Molecular biology of the coronary vascular and myocardial responses to ischemia.

To understand the complex mechanism(s) involved in molecular responses to ischemia, we developed two experimental models in pigs. In a "stunning" model of repetitive ischemia and reperfusion, we studied the mRNA expression of immediate early genes like c-fos, c-myc and heat shock protein-70 (HSP-70). Myocardial stunning was achieved by two cycles of 10-min left anterior descending coronary artery (LAD) occlusion and 30 min reperfusion. We observed several-fold enhanced expression of c-fos and HSP-70 mRNA in the stunned myocardium as compared with the control, whereas c-myc mRNA levels remained almost unchanged.

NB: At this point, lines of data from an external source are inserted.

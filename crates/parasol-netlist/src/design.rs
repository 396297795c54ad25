//! Placed netlist
//!
//! A [`Design`] owns nets, pins, cell instances and top-level ports together
//! with their placement, and the [`Library`] the instances refer to. Every
//! structural or placement edit goes through a `Design` method so registered
//! [`DesignObserver`]s see it.

use crate::arena::Arena;
use crate::error::{NetlistError, Result};
use crate::geometry::DbuPoint;
use crate::ids::{InstanceId, LibraryCellId, LibraryPinId, NetId, PinId};
use crate::library::{Library, PinDirection};
use crate::observer::{DesignObserver, ObserverHandle};
use indexmap::IndexMap;
use std::sync::Arc;

/// A net and the pins it connects
#[derive(Debug, Clone)]
pub struct Net {
    pub name: String,
    pins: Vec<PinId>,
}

impl Net {
    pub fn pins(&self) -> &[PinId] {
        &self.pins
    }

    pub fn num_pins(&self) -> usize {
        self.pins.len()
    }
}

/// What a pin is attached to
#[derive(Debug, Clone, Copy, PartialEq)]
pub enum PinOwner {
    /// Pin of a cell instance, located at instance origin + library pin offset
    Instance {
        instance: InstanceId,
        library_pin: LibraryPinId,
    },
    /// Top-level port at a fixed location
    Port { position: DbuPoint },
}

/// A connection point of a net
#[derive(Debug, Clone)]
pub struct Pin {
    pub name: String,
    pub direction: PinDirection,
    pub owner: PinOwner,
    net: Option<NetId>,
}

impl Pin {
    pub fn net(&self) -> Option<NetId> {
        self.net
    }

    pub fn instance(&self) -> Option<InstanceId> {
        match self.owner {
            PinOwner::Instance { instance, .. } => Some(instance),
            PinOwner::Port { .. } => None,
        }
    }

    pub fn is_port(&self) -> bool {
        matches!(self.owner, PinOwner::Port { .. })
    }

    /// Cell outputs drive their net; so do input ports, which drive into the design
    pub fn is_driver(&self) -> bool {
        match self.owner {
            PinOwner::Instance { .. } => self.direction == PinDirection::Output,
            PinOwner::Port { .. } => self.direction == PinDirection::Input,
        }
    }
}

/// A placed cell instance
#[derive(Debug, Clone)]
pub struct Instance {
    pub name: String,
    pub library_cell: LibraryCellId,
    pub position: DbuPoint,
    pins: Vec<PinId>,
}

impl Instance {
    pub fn pins(&self) -> &[PinId] {
        &self.pins
    }
}

/// Netlist + placement database
pub struct Design {
    pub name: String,
    library: Library,
    nets: Arena<NetId, Net>,
    pins: Arena<PinId, Pin>,
    instances: Arena<InstanceId, Instance>,
    net_names: IndexMap<String, NetId>,
    instance_names: IndexMap<String, InstanceId>,
    port_names: IndexMap<String, PinId>,
    observers: Vec<(ObserverHandle, Arc<dyn DesignObserver>)>,
    next_observer: u64,
}

impl Design {
    pub fn new(name: &str, library: Library) -> Self {
        Self {
            name: name.to_string(),
            library,
            nets: Arena::new(),
            pins: Arena::new(),
            instances: Arena::new(),
            net_names: IndexMap::new(),
            instance_names: IndexMap::new(),
            port_names: IndexMap::new(),
            observers: Vec::new(),
            next_observer: 0,
        }
    }

    pub fn library(&self) -> &Library {
        &self.library
    }

    // ------------------------------------------------------------------
    // Observers
    // ------------------------------------------------------------------

    pub fn register_observer(&mut self, observer: Arc<dyn DesignObserver>) -> ObserverHandle {
        let handle = ObserverHandle(self.next_observer);
        self.next_observer += 1;
        self.observers.push((handle, observer));
        handle
    }

    /// Returns false if the handle was not registered
    pub fn unregister_observer(&mut self, handle: ObserverHandle) -> bool {
        let before = self.observers.len();
        self.observers.retain(|(h, _)| *h != handle);
        self.observers.len() != before
    }

    pub fn num_observers(&self) -> usize {
        self.observers.len()
    }

    fn notify(&self, event: impl Fn(&dyn DesignObserver)) {
        for (_, observer) in &self.observers {
            event(observer.as_ref());
        }
    }

    // ------------------------------------------------------------------
    // Structural edits
    // ------------------------------------------------------------------

    pub fn create_net(&mut self, name: &str) -> Result<NetId> {
        if self.net_names.contains_key(name) {
            return Err(NetlistError::DuplicateName {
                kind: "net",
                name: name.to_string(),
            });
        }
        let net = self.nets.insert(Net {
            name: name.to_string(),
            pins: Vec::new(),
        });
        self.net_names.insert(name.to_string(), net);
        log::debug!("Created net {} ({})", name, net);
        self.notify(|o| o.on_post_net_create(self, net));
        Ok(net)
    }

    /// Remove a net; its pins are left unconnected
    pub fn remove_net(&mut self, net: NetId) -> Result<()> {
        if !self.nets.contains(net) {
            return Err(NetlistError::UnknownNet(net.to_string()));
        }
        self.notify(|o| o.on_pre_net_remove(self, net));

        let Some(removed) = self.nets.remove(net) else {
            return Err(NetlistError::UnknownNet(net.to_string()));
        };
        for pin in &removed.pins {
            if let Some(pin) = self.pins.get_mut(*pin) {
                pin.net = None;
            }
        }
        self.net_names.shift_remove(&removed.name);
        log::debug!("Removed net {} ({})", removed.name, net);
        Ok(())
    }

    /// Place an instance of `cell`; one pin is created per library pin
    pub fn create_instance(
        &mut self,
        name: &str,
        cell: LibraryCellId,
        position: DbuPoint,
    ) -> Result<InstanceId> {
        if self.instance_names.contains_key(name) {
            return Err(NetlistError::DuplicateName {
                kind: "instance",
                name: name.to_string(),
            });
        }
        let library_pins: Vec<(LibraryPinId, String, PinDirection)> = self
            .library
            .cell(cell)?
            .pins
            .iter()
            .map(|&lpin| {
                self.library
                    .pin(lpin)
                    .map(|p| (lpin, p.name.clone(), p.direction))
            })
            .collect::<Result<_>>()?;

        let instance = self.instances.insert(Instance {
            name: name.to_string(),
            library_cell: cell,
            position,
            pins: Vec::with_capacity(library_pins.len()),
        });
        let mut pins = Vec::with_capacity(library_pins.len());
        for (library_pin, pin_name, direction) in library_pins {
            pins.push(self.pins.insert(Pin {
                name: pin_name,
                direction,
                owner: PinOwner::Instance {
                    instance,
                    library_pin,
                },
                net: None,
            }));
        }
        if let Some(inst) = self.instances.get_mut(instance) {
            inst.pins = pins;
        }
        self.instance_names.insert(name.to_string(), instance);
        Ok(instance)
    }

    /// Create a top-level port. An `Input` port drives its net.
    pub fn create_port(
        &mut self,
        name: &str,
        direction: PinDirection,
        position: DbuPoint,
    ) -> Result<PinId> {
        if self.port_names.contains_key(name) {
            return Err(NetlistError::DuplicateName {
                kind: "port",
                name: name.to_string(),
            });
        }
        let pin = self.pins.insert(Pin {
            name: name.to_string(),
            direction,
            owner: PinOwner::Port { position },
            net: None,
        });
        self.port_names.insert(name.to_string(), pin);
        Ok(pin)
    }

    /// Connect `pin` to `net`, disconnecting it from its previous net first
    pub fn connect(&mut self, pin: PinId, net: NetId) -> Result<()> {
        if !self.nets.contains(net) {
            return Err(NetlistError::UnknownNet(net.to_string()));
        }
        let current = self.pin(pin)?.net;
        if current == Some(net) {
            return Ok(());
        }
        if current.is_some() {
            self.disconnect(pin)?;
        }

        if let Some(p) = self.pins.get_mut(pin) {
            p.net = Some(net);
        }
        if let Some(n) = self.nets.get_mut(net) {
            n.pins.push(pin);
        }
        self.notify(|o| o.on_post_pin_connect(self, pin, net));
        Ok(())
    }

    /// Detach `pin` from its net, if any
    pub fn disconnect(&mut self, pin: PinId) -> Result<()> {
        let Some(net) = self.pin(pin)?.net else {
            return Ok(());
        };
        self.notify(|o| o.on_pre_pin_disconnect(self, pin, net));

        if let Some(n) = self.nets.get_mut(net) {
            n.pins.retain(|p| *p != pin);
        }
        if let Some(p) = self.pins.get_mut(pin) {
            p.net = None;
        }
        Ok(())
    }

    /// Move an instance to a new origin
    pub fn move_instance(&mut self, instance: InstanceId, position: DbuPoint) -> Result<()> {
        let inst = self
            .instances
            .get_mut(instance)
            .ok_or_else(|| NetlistError::UnknownInstance(instance.to_string()))?;
        inst.position = position;
        self.notify(|o| o.on_post_instance_move(self, instance));
        Ok(())
    }

    /// Swap the library cell of an instance (e.g. gate sizing). The new cell
    /// must expose every pin name of the current one.
    pub fn remap_cell(&mut self, instance: InstanceId, cell: LibraryCellId) -> Result<()> {
        let inst = self.instance(instance)?;
        let previous = inst.library_cell;
        if previous == cell {
            return Ok(());
        }

        let mut remapped = Vec::with_capacity(inst.pins.len());
        for &pin in &inst.pins {
            let name = &self.pin(pin)?.name;
            let library_pin = self.library.find_pin(cell, name).ok_or_else(|| {
                NetlistError::IncompatibleRemap {
                    instance: inst.name.clone(),
                    from: self.library.cell(previous).map(|c| c.name.clone()).unwrap_or_default(),
                    to: self.library.cell(cell).map(|c| c.name.clone()).unwrap_or_default(),
                    pin: name.clone(),
                }
            })?;
            remapped.push((pin, library_pin));
        }

        for (pin, library_pin) in remapped {
            if let Some(p) = self.pins.get_mut(pin) {
                p.owner = PinOwner::Instance {
                    instance,
                    library_pin,
                };
            }
        }
        if let Some(inst) = self.instances.get_mut(instance) {
            inst.library_cell = cell;
        }
        self.notify(|o| o.on_post_cell_remap(self, instance, previous));
        Ok(())
    }

    // ------------------------------------------------------------------
    // Queries
    // ------------------------------------------------------------------

    pub fn net(&self, net: NetId) -> Result<&Net> {
        self.nets
            .get(net)
            .ok_or_else(|| NetlistError::UnknownNet(net.to_string()))
    }

    pub fn pin(&self, pin: PinId) -> Result<&Pin> {
        self.pins
            .get(pin)
            .ok_or_else(|| NetlistError::UnknownPin(pin.to_string()))
    }

    pub fn instance(&self, instance: InstanceId) -> Result<&Instance> {
        self.instances
            .get(instance)
            .ok_or_else(|| NetlistError::UnknownInstance(instance.to_string()))
    }

    pub fn contains_net(&self, net: NetId) -> bool {
        self.nets.contains(net)
    }

    pub fn find_net(&self, name: &str) -> Option<NetId> {
        self.net_names.get(name).copied()
    }

    pub fn find_instance(&self, name: &str) -> Option<InstanceId> {
        self.instance_names.get(name).copied()
    }

    pub fn find_port(&self, name: &str) -> Option<PinId> {
        self.port_names.get(name).copied()
    }

    /// Pin `name` of an instance
    pub fn find_instance_pin(&self, instance: InstanceId, name: &str) -> Option<PinId> {
        let inst = self.instances.get(instance)?;
        inst.pins
            .iter()
            .copied()
            .find(|&pin| self.pins.get(pin).is_some_and(|p| p.name == name))
    }

    /// Live nets in slot order
    pub fn nets(&self) -> impl Iterator<Item = (NetId, &Net)> + '_ {
        self.nets.iter()
    }

    pub fn net_ids(&self) -> Vec<NetId> {
        self.nets.ids().collect()
    }

    pub fn instances(&self) -> impl Iterator<Item = (InstanceId, &Instance)> + '_ {
        self.instances.iter()
    }

    pub fn num_nets(&self) -> usize {
        self.nets.len()
    }

    pub fn num_instances(&self) -> usize {
        self.instances.len()
    }

    /// Number of pins on a net; zero for stale handles
    pub fn num_pins(&self, net: NetId) -> usize {
        self.nets.get(net).map_or(0, Net::num_pins)
    }

    /// First driving pin of a net
    pub fn driver(&self, net: NetId) -> Option<PinId> {
        let net = self.nets.get(net)?;
        net.pins
            .iter()
            .copied()
            .find(|&pin| self.pins.get(pin).is_some_and(Pin::is_driver))
    }

    /// Absolute pin location
    pub fn pin_position(&self, pin: PinId) -> Result<DbuPoint> {
        match self.pin(pin)?.owner {
            PinOwner::Port { position } => Ok(position),
            PinOwner::Instance {
                instance,
                library_pin,
            } => {
                let origin = self.instance(instance)?.position;
                Ok(origin + self.library.pin(library_pin)?.offset)
            }
        }
    }

    /// Distinct nets attached to the pins of an instance
    pub fn instance_nets(&self, instance: InstanceId) -> Vec<NetId> {
        let Some(inst) = self.instances.get(instance) else {
            return Vec::new();
        };
        let mut nets = Vec::new();
        for pin in &inst.pins {
            if let Some(net) = self.pins.get(*pin).and_then(Pin::net) {
                if !nets.contains(&net) {
                    nets.push(net);
                }
            }
        }
        nets
    }

    /// Human readable `instance:pin` (or port) name
    pub fn pin_full_name(&self, pin: PinId) -> String {
        match self.pins.get(pin) {
            Some(p) => match p.instance().and_then(|i| self.instances.get(i)) {
                Some(inst) => format!("{}:{}", inst.name, p.name),
                None => p.name.clone(),
            },
            None => format!("<stale {}>", pin),
        }
    }
}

In the second model, we examined the expression of the peptide mitogens heparin-binding growth factor 1 (HBGF-1) and transforming growth factor beta 1 (TGF-beta 1) after a chronic coronary artery occlusion leading to myocardial collateralization. Progredient stenosis of the circumflex coronary artery was induced by implanting a hygroscopic ameroid constrictor ring around it and occlusion was verified by in vivo angiography. Using polymerase chain reaction (PCR) and Northern hybridization techniques, we observed significantly enhanced expression of HBGF-1 and TGF-beta 1 in collateralized myocardium as compared with normal. In situ techniques revealed the localization of HBGF-1 transcripts in the blood vessel wall, and TGF-beta 1 in cardiac myocytes and Purkinje cells. Our results clearly indicate that myocardial stunning stimulates the expression of transcription factors which might be involved in regulation of certain growth factors like HBGF-1 and TGF-beta 1 which may play a significant role in the development of a collateral circulation.